FYI, I had recently been researching this same subject... as I plan to integrate BT and an iPod into my "new" 2004 W12. I read through all the old posts, and also telephoned Christian at Enfig (very experienced integration shop in New Jersey, US)... he has contributed to the threads on this subject over the years. He could not recommend the Dice unit for this application, due to some less than positive experiences that he and his customers have had. Instead, he recommended a customized version of the Dension Gateway Lite BT that they offer with a connector/cable that will connect behind the Phaeton head unit (Dension model number GBL3AU2). For iPod integration, you need to add the iPod connection cable as an accessory (IPO5DC9)... this does not come with the GBL3AU2. 

While I have been unable to find a Dension compatibility cross-reference list that shows this GBL3AU2 listed as compatible with a Phaeton, Christian assured me that this would work... and that he had personally installed this unit into Phaetons at his shop. 

I already ordered and received both the GBL3AU2 and the IPO5DC9 from Enfig, and plan to install the GBL3AU2 behind the head unit and use the IPO5DC9 to run connectivity to my iPod, which I plan to keep in the storage box between the front seats. 

Here are some reference links, and note the installation video (in a Audi A4) at the bottom of the Enfig site... gives a good idea of how the unit is install and how it functions: 

http://www.dension.com/product/gateway-lite-bt-gbl3xxx 

http://enfigcarstereo.com/DENSION_GBL3AU2.html 

All the best, 

Peter


----------



## Itzmann (Jan 16, 2006)

Thank you Pete and Stu for posting your research. 

It would be nice if you continue posting as the research, purchasing, installation and end result come along. 
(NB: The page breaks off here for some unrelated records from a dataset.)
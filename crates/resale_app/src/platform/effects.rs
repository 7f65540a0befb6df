use std::time::Duration;

use engine_logging::{engine_info, engine_warn};
use resale_core::{Effect, Msg, RunOutcome};
use resale_engine::{EngineEvent, EngineHandle, PreviewRegistry, StreamSettings};

/// Executes core effects against the engine and turns engine events back into messages.
pub struct EffectRunner {
    engine: EngineHandle,
    previews: PreviewRegistry,
}

impl EffectRunner {
    pub fn new(settings: StreamSettings) -> std::io::Result<Self> {
        Ok(Self {
            engine: EngineHandle::new(settings)?,
            previews: PreviewRegistry::new(),
        })
    }

    pub fn enqueue(&mut self, effects: Vec<Effect>) {
        for effect in effects {
            match effect {
                Effect::StartRun { run_id, request } => {
                    engine_info!(
                        "StartRun run_id={} mode={} image={}",
                        run_id,
                        request.mode,
                        request.main_image.path.display()
                    );
                    self.engine.start_run(run_id, request);
                }
                Effect::CancelRun { run_id } => self.engine.cancel_run(run_id),
                Effect::FetchCandidates {
                    request_id,
                    request,
                } => {
                    engine_info!("FetchCandidates request_id={}", request_id);
                    self.engine.fetch_candidates(request_id, request);
                }
                Effect::AcquirePreview { image } => {
                    if let Err(err) = self.previews.acquire(&image) {
                        engine_warn!("Preview for image_id={} unavailable: {}", image.id, err);
                    }
                }
                Effect::ReleasePreview { image_id } => {
                    self.previews.release(image_id);
                }
            }
        }
    }

    /// Waits up to `timeout` for the next engine event.
    pub fn next_msg(&self, timeout: Duration) -> Option<Msg> {
        self.engine.recv_timeout(timeout).map(map_event)
    }
}

fn map_event(event: EngineEvent) -> Msg {
    match event {
        EngineEvent::Frame { run_id, frame } => Msg::RunFrame { run_id, frame },
        EngineEvent::RunFinished { run_id, result } => Msg::RunFinished {
            run_id,
            outcome: match result {
                Ok(_) => RunOutcome::Completed,
                Err(err) if err.is_cancelled() => RunOutcome::Cancelled,
                Err(err) => {
                    engine_warn!("Run {} failed: {}", run_id, err);
                    RunOutcome::Failed(err.user_message())
                }
            },
        },
        EngineEvent::CandidatesFetched { request_id, result } => Msg::CandidatesLoaded {
            request_id,
            result: result
                .map(|response| response.candidates)
                .map_err(|err| err.user_message()),
        },
    }
}
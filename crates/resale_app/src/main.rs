mod platform;

use std::path::PathBuf;

use clap::Parser;

#[derive(Debug, Parser)]
#[command(name = "resale", about = "Compare a product photo against active and sold listings")]
pub(crate) struct Cli {
    /// Product photo to search with
    pub main_image: PathBuf,

    /// Additional photos of the same item
    #[arg(long = "extra")]
    pub extra_images: Vec<PathBuf>,

    /// Free-text description sent along with the photos
    #[arg(long)]
    pub text: Option<String>,

    /// Known item name, skips guessing the product
    #[arg(long)]
    pub item_name: Option<String>,

    /// Which listings to compare against
    #[arg(long, value_enum, default_value_t = platform::CliMode::Both)]
    pub mode: platform::CliMode,

    /// Identify the product with a reverse image search first
    #[arg(long)]
    pub guided: bool,

    /// Candidate to pick in guided mode (0-based)
    #[arg(long, default_value_t = 0)]
    pub pick: usize,

    /// Replacement title for the picked candidate in guided mode
    #[arg(long)]
    pub title: Option<String>,

    /// Path to the RON config file
    #[arg(long, default_value = "./resale.ron")]
    pub config: PathBuf,
}

fn main() -> anyhow::Result<()> {
    let cli = Cli::parse();
    platform::run_app(cli)
}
I still seek the holy grail of not losing the CD changer when I enable iPod integration.


----------



## jubou23 (Feb 9, 2011)

http://forums.vwvortex.com/showthre...ne4-with-Parrot-MKi-9200-system-in-07-Phaeton


----------



## j3w (Feb 7, 2012)

pdejong0 said:


> FYI, I had recently been researching this same subject... as I plan to integrate BT and an iPod into my "new" 2004 W12. I read through all the old posts, and also telephoned Christian at Enfig (very experienced integration shop in New Jersey, US)... he has contributed to the threads on this subject over the years. He could not recommend the Dice unit for this application, due to some less than positive experiences that he and his customers have had. Instead, he recommended a customized version of the Dension Gateway Lite BT that they offer with a connector/cable that will connect behind the Phaeton head unit (Dension model number GBL3AU2). For iPod integration, you need to add the iPod connection cable as an accessory (IPO5DC9)... this does not come with the GBL3AU2.
> 
> While I have been unable to find a Dension compatibility cross-reference list that shows this GBL3AU2 listed as compatible with a Phaeton, Christian assured me that this would work... and that he had personally installed this unit into Phaetons at his shop.
> 
> ...


 I'd love to hear a follow up when you get this thing installed. 

I spoke to Christian a few times and he blew me off, but if it works he can still have my money.


----------



## [email protected] (Feb 20, 2002)

j3w said:


> I'd love to hear a follow up when you get this thing installed.
> 
> I spoke to Christian a few times and he blew me off, but if it works he can still have my money.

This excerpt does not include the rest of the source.